**Requirement:** Only the lines below between the ones containing "global localization manager" and "fn get_localization_manager() ->", inclusive, are to be reproduced, each exactly as it stands.

====

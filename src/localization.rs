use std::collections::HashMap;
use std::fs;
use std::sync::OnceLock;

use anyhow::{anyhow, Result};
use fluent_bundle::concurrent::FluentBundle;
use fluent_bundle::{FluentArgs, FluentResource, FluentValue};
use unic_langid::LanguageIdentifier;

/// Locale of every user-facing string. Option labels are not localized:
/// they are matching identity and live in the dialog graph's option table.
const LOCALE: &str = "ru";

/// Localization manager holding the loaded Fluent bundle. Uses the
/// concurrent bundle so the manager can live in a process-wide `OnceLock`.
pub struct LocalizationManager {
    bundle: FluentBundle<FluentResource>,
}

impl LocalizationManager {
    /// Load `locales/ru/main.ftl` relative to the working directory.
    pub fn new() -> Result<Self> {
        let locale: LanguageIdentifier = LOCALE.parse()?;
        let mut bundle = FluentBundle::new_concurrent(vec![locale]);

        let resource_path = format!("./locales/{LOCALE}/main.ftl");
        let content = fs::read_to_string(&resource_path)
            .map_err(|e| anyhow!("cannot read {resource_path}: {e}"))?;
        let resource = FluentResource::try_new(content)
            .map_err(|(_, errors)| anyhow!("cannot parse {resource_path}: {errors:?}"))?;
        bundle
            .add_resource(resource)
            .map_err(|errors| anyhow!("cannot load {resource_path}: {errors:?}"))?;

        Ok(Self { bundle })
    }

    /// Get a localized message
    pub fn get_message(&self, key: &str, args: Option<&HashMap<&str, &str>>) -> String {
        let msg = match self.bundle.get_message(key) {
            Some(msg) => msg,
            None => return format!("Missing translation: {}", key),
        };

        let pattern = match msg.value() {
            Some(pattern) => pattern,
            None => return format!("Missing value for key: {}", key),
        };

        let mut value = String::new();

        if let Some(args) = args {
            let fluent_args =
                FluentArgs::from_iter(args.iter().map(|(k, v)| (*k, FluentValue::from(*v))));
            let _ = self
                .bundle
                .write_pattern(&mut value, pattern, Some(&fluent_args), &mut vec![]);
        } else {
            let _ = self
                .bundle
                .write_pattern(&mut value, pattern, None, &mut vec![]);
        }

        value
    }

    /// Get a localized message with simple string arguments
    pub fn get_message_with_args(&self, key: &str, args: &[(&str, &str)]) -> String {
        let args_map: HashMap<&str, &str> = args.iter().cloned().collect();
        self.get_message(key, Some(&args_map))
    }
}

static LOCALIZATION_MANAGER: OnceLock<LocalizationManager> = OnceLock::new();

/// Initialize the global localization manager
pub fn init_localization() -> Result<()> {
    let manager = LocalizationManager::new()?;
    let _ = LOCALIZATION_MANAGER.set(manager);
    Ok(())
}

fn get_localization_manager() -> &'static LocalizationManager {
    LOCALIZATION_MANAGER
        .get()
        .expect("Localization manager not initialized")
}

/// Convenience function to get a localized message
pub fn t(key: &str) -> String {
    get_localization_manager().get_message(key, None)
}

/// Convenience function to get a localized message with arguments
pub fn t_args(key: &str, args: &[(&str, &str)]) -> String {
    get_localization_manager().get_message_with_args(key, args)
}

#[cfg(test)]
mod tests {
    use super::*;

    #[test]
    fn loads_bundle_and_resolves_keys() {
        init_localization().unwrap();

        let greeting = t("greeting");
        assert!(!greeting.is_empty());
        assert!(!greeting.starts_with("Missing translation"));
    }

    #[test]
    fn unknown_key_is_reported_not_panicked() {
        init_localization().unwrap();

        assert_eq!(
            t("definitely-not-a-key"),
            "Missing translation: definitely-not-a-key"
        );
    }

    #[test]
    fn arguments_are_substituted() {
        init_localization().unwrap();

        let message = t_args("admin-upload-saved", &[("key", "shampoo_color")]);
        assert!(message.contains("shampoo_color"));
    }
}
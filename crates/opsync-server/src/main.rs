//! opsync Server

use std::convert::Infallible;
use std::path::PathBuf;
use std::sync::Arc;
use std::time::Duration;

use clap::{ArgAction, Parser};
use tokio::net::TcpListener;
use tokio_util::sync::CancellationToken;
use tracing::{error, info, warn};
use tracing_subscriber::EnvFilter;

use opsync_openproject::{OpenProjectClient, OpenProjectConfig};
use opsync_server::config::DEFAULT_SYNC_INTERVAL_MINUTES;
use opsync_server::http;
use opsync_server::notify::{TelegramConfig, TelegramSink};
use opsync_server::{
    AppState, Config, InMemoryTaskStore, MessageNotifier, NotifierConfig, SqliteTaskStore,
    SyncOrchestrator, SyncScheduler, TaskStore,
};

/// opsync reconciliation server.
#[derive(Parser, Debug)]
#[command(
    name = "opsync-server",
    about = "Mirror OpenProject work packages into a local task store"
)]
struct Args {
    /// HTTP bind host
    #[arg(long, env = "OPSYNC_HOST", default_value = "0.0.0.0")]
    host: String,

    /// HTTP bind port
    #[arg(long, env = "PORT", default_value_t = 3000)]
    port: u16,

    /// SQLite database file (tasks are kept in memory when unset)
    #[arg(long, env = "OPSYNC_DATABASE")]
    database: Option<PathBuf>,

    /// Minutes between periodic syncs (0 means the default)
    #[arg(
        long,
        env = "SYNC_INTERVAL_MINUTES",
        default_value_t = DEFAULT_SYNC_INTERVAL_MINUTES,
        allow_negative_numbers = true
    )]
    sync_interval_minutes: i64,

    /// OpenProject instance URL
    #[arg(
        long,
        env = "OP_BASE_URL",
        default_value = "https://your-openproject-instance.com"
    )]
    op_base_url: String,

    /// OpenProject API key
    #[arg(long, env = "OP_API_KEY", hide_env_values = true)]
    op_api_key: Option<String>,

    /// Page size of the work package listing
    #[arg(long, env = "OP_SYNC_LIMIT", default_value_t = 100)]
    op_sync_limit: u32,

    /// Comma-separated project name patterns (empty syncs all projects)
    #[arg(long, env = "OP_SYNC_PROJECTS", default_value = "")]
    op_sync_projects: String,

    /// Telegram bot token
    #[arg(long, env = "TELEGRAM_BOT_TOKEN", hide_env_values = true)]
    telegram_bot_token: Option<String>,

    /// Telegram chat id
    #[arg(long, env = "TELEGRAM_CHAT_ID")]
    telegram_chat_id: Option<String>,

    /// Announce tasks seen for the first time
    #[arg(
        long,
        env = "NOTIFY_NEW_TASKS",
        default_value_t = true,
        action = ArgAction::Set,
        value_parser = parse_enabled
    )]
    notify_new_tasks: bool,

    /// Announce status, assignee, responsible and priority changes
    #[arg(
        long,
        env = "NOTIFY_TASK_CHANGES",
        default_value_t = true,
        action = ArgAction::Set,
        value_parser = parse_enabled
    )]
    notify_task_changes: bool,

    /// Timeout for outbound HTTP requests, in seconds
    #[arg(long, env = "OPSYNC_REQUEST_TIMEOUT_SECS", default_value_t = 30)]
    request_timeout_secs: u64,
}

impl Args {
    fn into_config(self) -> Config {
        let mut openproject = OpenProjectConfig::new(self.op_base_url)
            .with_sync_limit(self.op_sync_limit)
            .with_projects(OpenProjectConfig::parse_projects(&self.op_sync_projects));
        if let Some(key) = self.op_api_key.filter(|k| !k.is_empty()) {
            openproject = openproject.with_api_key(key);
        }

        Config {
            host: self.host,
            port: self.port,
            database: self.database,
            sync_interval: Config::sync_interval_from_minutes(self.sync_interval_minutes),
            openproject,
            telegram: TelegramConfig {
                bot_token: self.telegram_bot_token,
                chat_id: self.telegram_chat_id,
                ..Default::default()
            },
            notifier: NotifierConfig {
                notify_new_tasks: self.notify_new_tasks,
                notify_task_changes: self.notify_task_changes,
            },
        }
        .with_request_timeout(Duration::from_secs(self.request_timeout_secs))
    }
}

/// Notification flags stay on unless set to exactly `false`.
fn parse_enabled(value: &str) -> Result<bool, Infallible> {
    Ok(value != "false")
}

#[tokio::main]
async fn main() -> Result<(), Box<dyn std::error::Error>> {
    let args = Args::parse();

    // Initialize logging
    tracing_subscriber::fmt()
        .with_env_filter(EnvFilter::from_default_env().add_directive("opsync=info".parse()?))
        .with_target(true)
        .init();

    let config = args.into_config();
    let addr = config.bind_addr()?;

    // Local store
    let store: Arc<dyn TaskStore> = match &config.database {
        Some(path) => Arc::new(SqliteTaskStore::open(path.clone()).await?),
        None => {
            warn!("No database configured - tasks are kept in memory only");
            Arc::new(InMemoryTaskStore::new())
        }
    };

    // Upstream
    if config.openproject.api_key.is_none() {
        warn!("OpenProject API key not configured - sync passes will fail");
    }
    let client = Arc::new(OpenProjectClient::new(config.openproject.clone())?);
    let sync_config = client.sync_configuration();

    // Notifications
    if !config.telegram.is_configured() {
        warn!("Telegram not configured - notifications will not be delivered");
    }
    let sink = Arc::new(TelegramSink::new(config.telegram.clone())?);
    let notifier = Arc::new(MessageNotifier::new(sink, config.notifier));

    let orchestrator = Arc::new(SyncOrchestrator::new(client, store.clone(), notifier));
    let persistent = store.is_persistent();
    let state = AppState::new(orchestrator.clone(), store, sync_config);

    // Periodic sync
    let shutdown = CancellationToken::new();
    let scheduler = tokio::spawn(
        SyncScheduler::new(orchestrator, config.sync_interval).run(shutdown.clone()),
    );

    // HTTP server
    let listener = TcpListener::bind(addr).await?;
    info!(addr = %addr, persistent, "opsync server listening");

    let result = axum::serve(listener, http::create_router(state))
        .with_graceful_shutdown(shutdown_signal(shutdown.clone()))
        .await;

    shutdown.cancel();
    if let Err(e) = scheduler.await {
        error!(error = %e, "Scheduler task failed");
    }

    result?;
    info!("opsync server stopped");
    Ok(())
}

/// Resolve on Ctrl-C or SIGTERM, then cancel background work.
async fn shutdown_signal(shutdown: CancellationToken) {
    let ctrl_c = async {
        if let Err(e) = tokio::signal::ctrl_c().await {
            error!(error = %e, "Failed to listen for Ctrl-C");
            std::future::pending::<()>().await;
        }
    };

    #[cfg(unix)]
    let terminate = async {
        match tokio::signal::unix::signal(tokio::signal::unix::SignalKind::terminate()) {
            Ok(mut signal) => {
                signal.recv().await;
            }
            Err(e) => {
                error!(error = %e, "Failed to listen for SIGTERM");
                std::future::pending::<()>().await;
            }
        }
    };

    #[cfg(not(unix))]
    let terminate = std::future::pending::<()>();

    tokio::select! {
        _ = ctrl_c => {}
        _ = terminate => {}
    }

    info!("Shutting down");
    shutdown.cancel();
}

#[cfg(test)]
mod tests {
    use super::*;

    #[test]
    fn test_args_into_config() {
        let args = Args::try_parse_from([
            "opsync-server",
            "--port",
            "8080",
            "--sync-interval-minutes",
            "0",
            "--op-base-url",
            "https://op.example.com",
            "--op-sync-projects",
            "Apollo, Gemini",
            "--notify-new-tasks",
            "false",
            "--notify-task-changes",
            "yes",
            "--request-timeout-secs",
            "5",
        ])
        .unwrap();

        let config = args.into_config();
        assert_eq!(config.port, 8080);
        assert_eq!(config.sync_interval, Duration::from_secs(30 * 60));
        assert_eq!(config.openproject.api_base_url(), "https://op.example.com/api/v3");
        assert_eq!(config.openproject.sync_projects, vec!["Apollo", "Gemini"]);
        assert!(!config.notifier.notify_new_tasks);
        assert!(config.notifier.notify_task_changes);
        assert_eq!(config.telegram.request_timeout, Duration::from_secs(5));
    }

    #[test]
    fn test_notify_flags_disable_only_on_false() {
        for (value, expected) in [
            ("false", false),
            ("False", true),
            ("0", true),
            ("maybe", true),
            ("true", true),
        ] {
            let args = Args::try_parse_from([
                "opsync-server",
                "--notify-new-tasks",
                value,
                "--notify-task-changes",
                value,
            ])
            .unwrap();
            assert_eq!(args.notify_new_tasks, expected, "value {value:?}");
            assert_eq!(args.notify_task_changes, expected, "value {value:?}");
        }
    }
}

====

**Response box:**
/// Initialize the global localization manager
pub fn init_localization() -> Result<()> {
    let manager = LocalizationManager::new()?;
    let _ = LOCALIZATION_MANAGER.set(manager);
    Ok(())
}

fn get_localization_manager() -> &'static LocalizationManager {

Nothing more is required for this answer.